╔══
use std::collections::{HashMap, HashSet};
use std::net::{IpAddr, SocketAddr, SocketAddrV4};
use std::sync::{Arc, Mutex};
use std::time::Duration;

use prost::Message;
use regex::Regex;
use tokio::net::UdpSocket;
use tokio::sync::mpsc;
use tracing::{debug, info, warn};
use trestle_protocol::wire::{self, Announce, Event, Subscription, MAX_DATAGRAM_SIZE};

use crate::socket;
use crate::BusError;

/// How often we announce ourselves to the group.
const ANNOUNCE_PERIOD: Duration = Duration::from_secs(1);

/// Announcements older than this (by local receive time) are evicted.
const STALE_AFTER: Duration = Duration::from_secs(10);

/// Construction options for a bus participant.
pub struct EventBusConfig {
    /// Group address announcements are sent to and received from.
    pub multicast_group: SocketAddrV4,
    /// Name advertised in self-announcements.
    pub service_name: String,
    /// Handoff for incoming events. When absent, incoming events still
    /// update the state table but are not forwarded anywhere.
    pub event_sink: Option<mpsc::Sender<Event>>,
    /// Republish every received announcement on the sink as an
    /// `ipc/announcement/<service>` event.
    pub publish_announcements: bool,
    /// Regex patterns advertised in self-announcements. Peers unicast us
    /// only the events whose names match one of these.
    pub subscriptions: Vec<String>,
}

/// Peer announcements plus the memoized subscription-regex cache. Both live
/// under one mutex: every cache lookup happens inside a recipients snapshot.
/// Compile failures are cached as `None` so a bad pattern is logged once,
/// not once per event.
#[derive(Default)]
struct PeerTable {
    announcements: HashMap<String, Announce>,
    patterns: HashMap<String, Option<Regex>>,
}

/// A participant on the UDP-multicast event bus.
///
/// Owns two sockets: the shared group receiver (announcements in) and an
/// ephemeral sender that is also the unicast event inbox (peers learn its
/// port from our announcements). See the crate docs for the full protocol.
pub struct EventBus {
    config: EventBusConfig,
    peers: Mutex<PeerTable>,
    state: Mutex<HashMap<String, Event>>,
    recv_sock: Arc<UdpSocket>,
    send_sock: Arc<UdpSocket>,
    send_port: u16,
    local_addrs: HashSet<IpAddr>,
}

impl EventBus {
    /// Set up both bus sockets. Socket errors here are fatal; nothing is
    /// spawned until [`EventBus::start`].
    pub fn bind(config: EventBusConfig) -> Result<Arc<Self>, BusError> {
        let recv_sock = socket::multicast_receiver(config.multicast_group)?;
        let send_sock = socket::event_sender()?;
        Self::with_sockets(config, recv_sock, send_sock)
    }

    /// Assemble a participant around already-bound sockets. Split out from
    /// [`EventBus::bind`] so tests can substitute plain loopback sockets for
    /// the multicast pair.
    fn with_sockets(
        config: EventBusConfig,
        recv_sock: UdpSocket,
        send_sock: UdpSocket,
    ) -> Result<Arc<Self>, BusError> {
        let send_port = send_sock.local_addr()?.port();
        info!(
            group = %config.multicast_group,
            send_port,
            service = %config.service_name,
            "event bus participant ready"
        );
        Ok(Arc::new(Self {
            config,
            peers: Mutex::new(PeerTable::default()),
            state: Mutex::new(HashMap::new()),
            recv_sock: Arc::new(recv_sock),
            send_sock: Arc::new(send_sock),
            send_port,
            local_addrs: socket::local_addresses(),
        }))
    }

    /// Spawn the three long-running loops: announce, announcement-receive,
    /// event-receive.
    pub fn start(self: &Arc<Self>) {
        let bus = Arc::clone(self);
        tokio::spawn(async move { bus.announce_loop().await });
        let bus = Arc::clone(self);
        tokio::spawn(async move { bus.announcement_loop().await });
        let bus = Arc::clone(self);
        tokio::spawn(async move { bus.event_loop().await });
    }

    /// Port of the send socket, as advertised to peers.
    pub fn send_port(&self) -> u16 {
        self.send_port
    }

    /// Snapshot of the current announcements table, keyed `"ip:port"`.
    pub fn announcements(&self) -> HashMap<String, Announce> {
        let table = self.peers.lock().unwrap_or_else(|e| e.into_inner());
        table.announcements.clone()
    }

    /// Snapshot of the last event received per topic name.
    pub fn state(&self) -> HashMap<String, Event> {
        let state = self.state.lock().unwrap_or_else(|e| e.into_inner());
        state.clone()
    }

    /// Unicast `event` to every peer with a matching subscription.
    ///
    /// The recipient set is snapshotted under the announcements mutex, the
    /// event is serialized once, and transmission happens outside the lock.
    /// An event matching no subscription never leaves the host; the return
    /// value is the number of datagrams written.
    pub async fn send_event(&self, event: &Event) -> usize {
        let recipients = self.recipients(&event.name);
        if recipients.is_empty() {
            return 0;
        }
        let bytes = event.encode_to_vec();
        let mut sent = 0;
        for addr in recipients {
            match self.send_sock.send_to(&bytes, addr).await {
                Ok(_) => sent += 1,
                Err(e) => warn!(%addr, name = %event.name, "could not send event: {e}"),
            }
        }
        sent
    }

    /// Addresses of every fresh peer with a subscription matching `name`.
    fn recipients(&self, name: &str) -> Vec<SocketAddr> {
        let mut table = self.peers.lock().unwrap_or_else(|e| e.into_inner());
        let PeerTable {
            announcements,
            patterns,
        } = &mut *table;

        let mut out = Vec::new();
        for announce in announcements.values() {
            let matched = announce.subscriptions.iter().any(|sub| {
                let compiled = patterns
                    .entry(sub.name.clone())
                    .or_insert_with(|| match Regex::new(&sub.name) {
                        Ok(re) => Some(re),
                        Err(e) => {
                            warn!(pattern = %sub.name, "invalid subscription regex: {e}");
                            None
                        }
                    });
                compiled.as_ref().is_some_and(|re| re.is_match(name))
            });
            if !matched {
                continue;
            }
            match announce.host.parse::<IpAddr>() {
                Ok(ip) => out.push(SocketAddr::new(ip, announce.port as u16)),
                Err(_) => warn!(host = %announce.host, "announce has unparseable host"),
            }
        }
        out
    }

    async fn announce_loop(&self) {
        let mut ticker = tokio::time::interval(ANNOUNCE_PERIOD);
        let group = SocketAddr::V4(self.config.multicast_group);
        loop {
            ticker.tick().await;
            let bytes = self.self_announce().encode_to_vec();
            if let Err(e) = self.send_sock.send_to(&bytes, group).await {
                warn!("could not send announcement: {e}");
            }
            self.evict_stale();
        }
    }

    fn self_announce(&self) -> Announce {
        Announce {
            host: "127.0.0.1".to_string(),
            port: self.send_port as i32,
            service: self.config.service_name.clone(),
            stamp: Some(wire::now()),
            recv_stamp: None,
            subscriptions: self
                .config
                .subscriptions
                .iter()
                .map(|name| Subscription { name: name.clone() })
                .collect(),
        }
    }

    /// Drop table entries whose receive stamp is older than [`STALE_AFTER`].
    fn evict_stale(&self) {
        let now = wire::now();
        let mut table = self.peers.lock().unwrap_or_else(|e| e.into_inner());
        table.announcements.retain(|key, announce| {
            let fresh = announce
                .recv_stamp
                .as_ref()
                .is_some_and(|ts| wire::timestamp_age(ts, &now) <= STALE_AFTER);
            if !fresh {
                info!(peer = %key, "evicting stale announcement");
            }
            fresh
        });
    }

    async fn announcement_loop(&self) {
        let mut buf = vec![0u8; MAX_DATAGRAM_SIZE];
        loop {
            let (n, src) = match self.recv_sock.recv_from(&mut buf).await {
                Ok(v) => v,
                Err(e) => {
                    warn!("announcement receive failed: {e}");
                    continue;
                }
            };
            if let Some(event) = self.handle_announcement(&buf[..n], src) {
                self.forward(event).await;
            }
        }
    }

    /// Filter, parse, and record one announcement datagram. Returns the
    /// republication event when one should go to the sink.
    fn handle_announcement(&self, datagram: &[u8], src: SocketAddr) -> Option<Event> {
        // Our own announcements come back via multicast loopback.
        if src.port() == self.send_port {
            debug!(%src, "ignoring self-announcement");
            return None;
        }
        if !socket::is_local(src.ip(), &self.local_addrs) {
            debug!(%src, "dropping announcement from non-local source");
            return None;
        }

        let mut announce = match Announce::decode(datagram) {
            Ok(a) => a,
            Err(e) => {
                warn!(%src, "announcement parsing failed: {e}");
                return None;
            }
        };
        if announce.port != i32::from(src.port()) {
            warn!(
                %src,
                announced_port = announce.port,
                "sender port does not match announcement, dropping"
            );
            return None;
        }

        announce.host = src.ip().to_string();
        announce.recv_stamp = Some(wire::now());

        let key = format!("{}:{}", src.ip(), src.port());
        debug!(peer = %key, service = %announce.service, "received announcement");
        {
            let mut table = self.peers.lock().unwrap_or_else(|e| e.into_inner());
            table.announcements.insert(key, announce.clone());
        }

        if self.config.publish_announcements && self.config.event_sink.is_some() {
            Some(Event::announcement(&announce))
        } else {
            None
        }
    }

    async fn event_loop(&self) {
        let mut buf = vec![0u8; MAX_DATAGRAM_SIZE];
        loop {
            let n = match self.send_sock.recv_from(&mut buf).await {
                Ok((n, _)) => n,
                Err(e) => {
                    warn!("event receive failed: {e}");
                    continue;
                }
            };
            if let Some(event) = self.handle_event(&buf[..n]) {
                self.forward(event).await;
            }
        }
    }

    /// Parse one unicast event datagram, stamp it, and record it in the
    /// state table. Returns the event for forwarding to the sink.
    fn handle_event(&self, datagram: &[u8]) -> Option<Event> {
        let mut event = match Event::decode(datagram) {
            Ok(e) => e,
            Err(e) => {
                warn!("event parsing failed: {e}");
                return None;
            }
        };
        event.recv_stamp = Some(wire::now());
        {
            let mut state = self.state.lock().unwrap_or_else(|e| e.into_inner());
            state.insert(event.name.clone(), event.clone());
        }
        Some(event)
    }

    async fn forward(&self, event: Event) {
        if let Some(sink) = &self.config.event_sink {
            if sink.send(event).await.is_err() {
                warn!("event sink closed, dropping event");
            }
        }
    }
}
╚══
To answer, count the lines of the material that contain "loopback" and give only that number.

_Solution for this exercise_
2